The paragraph discusses the company's performance, highlighting that while overall performance was affected by aggregate category declines, some areas like Pepperidge Farm Bakery, Cookies, and pretzels performed well due to innovation. The company plans to continue focusing on innovation to meet consumer needs, especially as they spend intentionally. In the chips category, the company sees its brands positioned well despite increased competition, working on in-market execution, distribution, and introducing limited-time offers (LTOs). Additionally, instead of relying solely on promotions, the company is focusing on price pack architecture. Multipacks in chips have been successful.
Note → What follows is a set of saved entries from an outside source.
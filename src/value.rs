//! Typed values and column types
//!
//! Every cell in a row is a [`Value`]; the type of a column is fixed at
//! CREATE TABLE time as a [`DataType`]. Primary keys sort in the natural
//! order of their type: int64 numerically, varchar and binary by byte
//! order, date and timestamp by instant. A table's PK type never changes,
//! so the derived cross-variant ordering never decides a real comparison.

use std::collections::BTreeMap;

use base64::engine::general_purpose::STANDARD as BASE64;
use base64::Engine as _;
use chrono::{DateTime, Datelike, NaiveDate, TimeZone, Utc};
use serde::{Deserialize, Serialize};

/// A row: column name → value. Missing columns read as null.
pub type Row = BTreeMap<String, Value>;

/// Days from 0001-01-01 (chrono's day 1) to 1970-01-01.
const EPOCH_DAYS_FROM_CE: i32 = 719_163;

/// Column type, fixed at CREATE TABLE time
#[derive(Debug, Clone, Copy, PartialEq, Eq, Serialize, Deserialize)]
#[serde(rename_all = "lowercase")]
pub enum DataType {
    Int64,
    Varchar,
    Boolean,
    Date,
    Timestamp,
    Binary,
}

impl DataType {
    /// Parse a DDL type keyword (case-insensitive)
    pub fn parse(word: &str) -> Option<Self> {
        match word.to_ascii_lowercase().as_str() {
            "int64" => Some(DataType::Int64),
            "varchar" => Some(DataType::Varchar),
            "boolean" | "bool" => Some(DataType::Boolean),
            "date" => Some(DataType::Date),
            "timestamp" => Some(DataType::Timestamp),
            "binary" => Some(DataType::Binary),
            _ => None,
        }
    }

    /// Canonical DDL spelling, used by DESCRIBE and SHOW CREATE TABLE
    pub fn name(&self) -> &'static str {
        match self {
            DataType::Int64 => "int64",
            DataType::Varchar => "varchar",
            DataType::Boolean => "boolean",
            DataType::Date => "date",
            DataType::Timestamp => "timestamp",
            DataType::Binary => "binary",
        }
    }
}

/// A typed value
///
/// Variant order matches the codec tag order (NULL=0 … BINARY=6), so the
/// derived `Ord` agrees with the on-disk tag for same-type comparisons.
#[derive(Debug, Clone, PartialEq, Eq, PartialOrd, Ord)]
pub enum Value {
    Null,
    Int(i64),
    Varchar(String),
    Bool(bool),
    Date(NaiveDate),
    Timestamp(DateTime<Utc>),
    Binary(Vec<u8>),
}

impl Value {
    pub fn is_null(&self) -> bool {
        matches!(self, Value::Null)
    }

    /// JSON encoding for the wire: binary as base64, date/timestamp as ISO
    /// strings with millisecond precision
    pub fn to_json(&self) -> serde_json::Value {
        match self {
            Value::Null => serde_json::Value::Null,
            Value::Int(n) => serde_json::Value::from(*n),
            Value::Varchar(s) => serde_json::Value::from(s.as_str()),
            Value::Bool(b) => serde_json::Value::from(*b),
            Value::Date(d) => serde_json::Value::from(format_date(d)),
            Value::Timestamp(t) => serde_json::Value::from(format_timestamp(t)),
            Value::Binary(b) => serde_json::Value::from(BASE64.encode(b)),
        }
    }
}

// =============================================================================
// Date / timestamp conversions
// =============================================================================

/// `YYYY-MM-DD`
pub fn format_date(d: &NaiveDate) -> String {
    d.format("%Y-%m-%d").to_string()
}

/// `YYYY-MM-DDTHH:MM:SS.sssZ` — always exactly three fractional digits
pub fn format_timestamp(t: &DateTime<Utc>) -> String {
    t.format("%Y-%m-%dT%H:%M:%S%.3fZ").to_string()
}

pub fn parse_date(s: &str) -> Option<NaiveDate> {
    NaiveDate::parse_from_str(s, "%Y-%m-%d").ok()
}

pub fn parse_timestamp(s: &str) -> Option<DateTime<Utc>> {
    DateTime::parse_from_rfc3339(s)
        .ok()
        .map(|t| t.with_timezone(&Utc))
}

/// Days since 1970-01-01, the on-disk DATE payload
pub fn date_to_days(d: &NaiveDate) -> i32 {
    d.num_days_from_ce() - EPOCH_DAYS_FROM_CE
}

pub fn date_from_days(days: i32) -> Option<NaiveDate> {
    NaiveDate::from_num_days_from_ce_opt(days + EPOCH_DAYS_FROM_CE)
}

/// Milliseconds since the epoch, the on-disk TIMESTAMP payload
pub fn timestamp_to_millis(t: &DateTime<Utc>) -> i64 {
    t.timestamp_millis()
}

pub fn timestamp_from_millis(millis: i64) -> Option<DateTime<Utc>> {
    Utc.timestamp_millis_opt(millis).single()
}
Lastly, there are challenges with the Goldfish brand, with some declines attributed to category issues and the previous Goldfish Crisps launch.

The paragraph outlines a company's strategy to enhance its market presence by focusing on key areas such as advertising, limited-time offers, and providing consumer value. They aim to allocate promotional efforts where they yield the best return on investment and set appropriate price points. The discussion also touches on expanding distribution and display for specific products like Goldfish grab bags and possibly introducing multipacks. Andrew Lazar inquires about the company's outlook for fiscal 2026 and the need for reinvestment in the snack space. Mick Beekhuizen responds by indicating it's too early for specific fiscal 2026 guidance but expects the snacking business to recover throughout the year, ending relatively flat, with more progress needed in the fourth quarter.

In the article's paragraph 19, a financial outlook is given, predicting recovery will occur in fiscal 2026, with a focus on investing in brands. There's a current low marketing spend, but an increase is expected next year to support brand presence. Additionally, the incentive compensation is acknowledged to present a slight challenge moving forward. Ken Goldman from JPMorgan asks about the sustainability of the positive trend in at-home cooking and dining, to which Mick Beekhuizen replies that meals and beverages have been strong within their portfolio, showing six consecutive quarters of growth. However, recent results were slightly influenced by shipment timing, and a three-point headwind is anticipated for meals and beverages in the fourth quarter.

The paragraph discusses the success of the company's diverse food and beverage portfolio in the current market, where consumers are increasingly cooking at home. The portfolio includes both mainstream and premium products, such as Prego, Rails, Swanson, Pacific, and V8. These products are well-positioned to meet consumer demands for value, quality, and convenience. The company highlights the strong performance of its broth brands during high demand and supply pressures, and mentions initiatives to promote everyday use of condensed products like mac and cheese. The V8 brand has stabilized and achieved growth, particularly in V8 energy. Overall, the company is optimistic about its meals and beverages segment, given market trends favoring home cooking.

The article discusses the company's outlook on promotional activities as they transition out of the soup season. Mick Beekhuizen highlights that while promotional activities were previously increasing, they are now stabilizing, with a focus on timing promotions during key periods like Easter to maximize impact. He emphasizes ensuring that the promotional presence is strategically aligned with important retail moments and maintaining appropriate starting price points in the market, especially in the snack segment.

In the paragraph, the discussion focuses on the snacks category's performance and promotional strategies. The speaker mentions efforts such as adjusting price pack architecture and multipack initiatives, providing an effective approach rather than increasing promotional spending. Peter Galbo from Bank of America raises a question about the snacks category being a drag on performance, especially with the anticipated peak demand season. He seeks insight into what changes are needed in the category to improve demand and consumer perception over the next year. Mick Beekhuizen begins to address this by attempting to provide a framework for understanding the situation.

The paragraph discusses the impact of deteriorating consumer confidence on the snacks category, highlighting that this is due to its discretionary nature. It emphasizes the need to improve consumer confidence and mentions the focus on providing value and experiences through intentional snacking options. The paragraph notes the success of innovative products like the Milano white chocolate cookies from Pepperidge Farm, which boosted the brand and met consumer needs. The broader Consumer Packaged Goods (CPG) industry is recognized for successfully adapting to consumer demands, and the focus remains on evolving brands to align with these needs.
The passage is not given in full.